O vão betão
Em 1986, um jornalista belga chamado Jean-Claude Defossé fez uma reportagem para o telejornal de um canal de televisão belga, chamando a atenção para o facto de ter sido construído no país um aqueduto de algumas dezenas de quilómetros, ligando Genk a Antuérpia, que tendo embora custado aos cofres do Estado a módica quantia de sete mil milhões de francos belgas (175 milhões de euros ou 35 milhões de contos), nunca tinha sido posto em serviço.
Após o sucesso desta reportagem, o jornalista iniciou uma série de outras reportagens todas subordinadas ao tema “As grandes obras inúteis” (tradução minha), que culminaram numa reportagem final denominada com o trocadilho «Les bâtisseurs d'ans pires» (“os construtores dos anos maus” e também, se apenas falado, “os construtores de impérios”).
Porque desde que cheguei à Bélgica sempre ouvi falar da existência de “obras-fantasma”, sobre as quais sentia uma enorme curiosidade, senti-me bafejada pela sorte quando descobri que o mesmo canal de televisão ia redifundir «Les bâtisseurs d'ans pires», vinte anos após a sua primeira emissão.
Porque desde que cheguei à Bélgica sempre ouvi falar da existência de “obras-fantasma”, sobre as quais sentia uma enorme curiosidade, senti-me bafejada pela sorte quando descobri que o mesmo canal de televisão ia redifundir «Les bâtisseurs d'ans pires», vinte anos após a sua primeira emissão.
Naquela reportagem, o jornalista belga apresentou ao país uma série de obras feitas durante os anos 60 e 70, altura em que a Bélgica era um dos países mais ricos do mundo, com os cofres cheios de dinheiro que urgia distribuir. Grande parte desse dinheiro serviu então para pagar a construção de obras públicas. Graças a isso, a Bélgica possui hoje uma densa rede de 29 auto-estradas (1700 kms), quase todas iluminadas (150 mil postes de iluminação) e sem portagens (mas tendo cada viatura de matrícula belga de pagar, anualmente, uma taxa de circulação). À data da reportagem, a Bélgica era ainda possuidora de 5200 pontes que, se fossem unidas, davam para atravessar o país de uma ponta a outra.

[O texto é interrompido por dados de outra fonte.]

use std::fs;
use std::path::Path;

use chrono::{DateTime, Utc};
use filetime::FileTime;

use crate::error::SortError;

/// Filesystem creation time of `path`.
///
/// Platforms or filesystems that do not record a birth time yield the
/// modification time instead.
pub fn read_creation_time(path: &Path) -> Result<DateTime<Utc>, SortError> {
    let meta = fs::metadata(path).map_err(|e| SortError::io("stat", path, e))?;
    let ft = FileTime::from_creation_time(&meta)
        .unwrap_or_else(|| FileTime::from_last_modification_time(&meta));
    Ok(filetime_to_utc(ft))
}

pub(crate) fn filetime_to_utc(ft: FileTime) -> DateTime<Utc> {
    DateTime::from_timestamp(ft.unix_seconds(), ft.nanoseconds()).unwrap_or_default()
}

pub(crate) fn utc_to_filetime(at: DateTime<Utc>) -> FileTime {
    FileTime::from_unix_time(at.timestamp(), at.timestamp_subsec_nanos())
}
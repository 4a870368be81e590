use std::path::PathBuf;

use chrono_tz::Tz;
use clap::error::ErrorKind;
use clap::{ArgAction, CommandFactory, Parser};
use photoman_core::{ErrorPolicy, SortError, SortOptions};

#[derive(Parser)]
#[command(name = "photoman", version, about = "Copy photos into YYYY/MM-Mon/MM-DD-YYYY folders by the date they were taken")]
struct Cli {
    /// Folder holding the photos (subfolders are not searched)
    source: PathBuf,

    /// Root of the dated folder tree, created if missing
    destination: PathBuf,

    /// Comma-separated extensions to copy, e.g. jpg,png (default: every file)
    extensions: Option<String>,

    /// Time zone that camera clocks were set to
    #[arg(long, default_value = "America/New_York")]
    timezone: Tz,

    /// What to do with a file that cannot be sorted
    #[arg(long, value_enum, default_value_t = ErrorPolicy::Skip)]
    on_error: ErrorPolicy,

    /// Shorthand for --on-error abort
    #[arg(long, conflicts_with = "on_error")]
    fail_fast: bool,

    /// Print the per-file result as JSON on stdout
    #[arg(long)]
    json: bool,

    /// More log output (-v debug, -vv trace)
    #[arg(short, long, action = ArgAction::Count, conflicts_with = "quiet")]
    verbose: u8,

    /// Only log warnings and errors
    #[arg(short, long)]
    quiet: bool,
}

impl Cli {
    fn into_options(self) -> SortOptions {
        let extensions = self
            .extensions
            .map(|list| list.split(',').map(str::to_string).collect())
            .unwrap_or_default();

        SortOptions {
            source: self.source,
            destination: self.destination,
            extensions,
            timezone: self.timezone,
            on_error: if self.fail_fast {
                ErrorPolicy::Abort
            } else {
                self.on_error
            },
        }
    }
}

fn setup_logging(verbosity: u8, quiet: bool) {
    let level = match (quiet, verbosity) {
        (true, _) => log::LevelFilter::Warn,
        (false, 0) => log::LevelFilter::Info,
        (false, 1) => log::LevelFilter::Debug,
        (false, _) => log::LevelFilter::Trace,
    };

    env_logger::Builder::new()
        .filter_level(level)
        .parse_default_env()
        .format_timestamp(None)
        .init();
}

fn main() -> anyhow::Result<()> {
    let cli = match Cli::try_parse() {
        Ok(cli) => cli,
        // Missing folders is an informational halt, not a failure.
        Err(err) if err.kind() == ErrorKind::MissingRequiredArgument => {
            println!("Please provide source and destination folders.");
            println!("{}", Cli::command().render_usage());
            return Ok(());
        }
        Err(err) => err.exit(),
    };

    setup_logging(cli.verbose, cli.quiet);
    let json = cli.json;
    let options = cli.into_options();
    let t_total = std::time::Instant::now();

    let result = match photoman_core::organize(&options, &|_stage, current, total, name| {
        log::trace!("[{}/{}] {}", current + 1, total, name);
    }) {
        Ok(result) => result,
        Err(SortError::InvalidSource { .. }) => {
            println!("Invalid source path.");
            return Ok(());
        }
        Err(err) => return Err(err.into()),
    };

    if json {
        println!("{}", serde_json::to_string_pretty(&result)?);
    } else {
        eprintln!(
            "Done! {} files seen, {} copied, {} already present, {} failed ({:.2}s)",
            result.files_seen,
            result.files_copied,
            result.files_skipped,
            result.files_failed,
            t_total.elapsed().as_secs_f64()
        );
    }

    if result.files_failed > 0 {
        anyhow::bail!("{} file(s) could not be sorted", result.files_failed);
    }
    Ok(())
}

Para além das normais obras necessárias, contudo, foram gastos dezenas de biliões de francos belgas em obras que, pelo menos até 1986, não tinham qualquer utilidade. E foi disso que a reportagem tratou, mostrando pontes, viadutos, túneis e até aeroportos, inacabados ou prontos a utilizar, mas sem qualquer uso. Era o resultado da (des)articulação de um sistema político em que governos federais, regionais e locais não se entendiam, mas também de muita corrupção.
Outras grandes obras inúteis na Bélgica para além das inúmeras pontes e viadutos são, segundo a Wikipédia, 5 quilómetros de túnel de metro em Antuérpia, outros tantos quilómetros de túnel de metro em Charleroi e 2,5 quilómetros de túnel de metro em Liège.
15 Comments:
Ces belges sont fous!
Eu também ficava maluca se tivesse tanto dinheiro para gastar... :))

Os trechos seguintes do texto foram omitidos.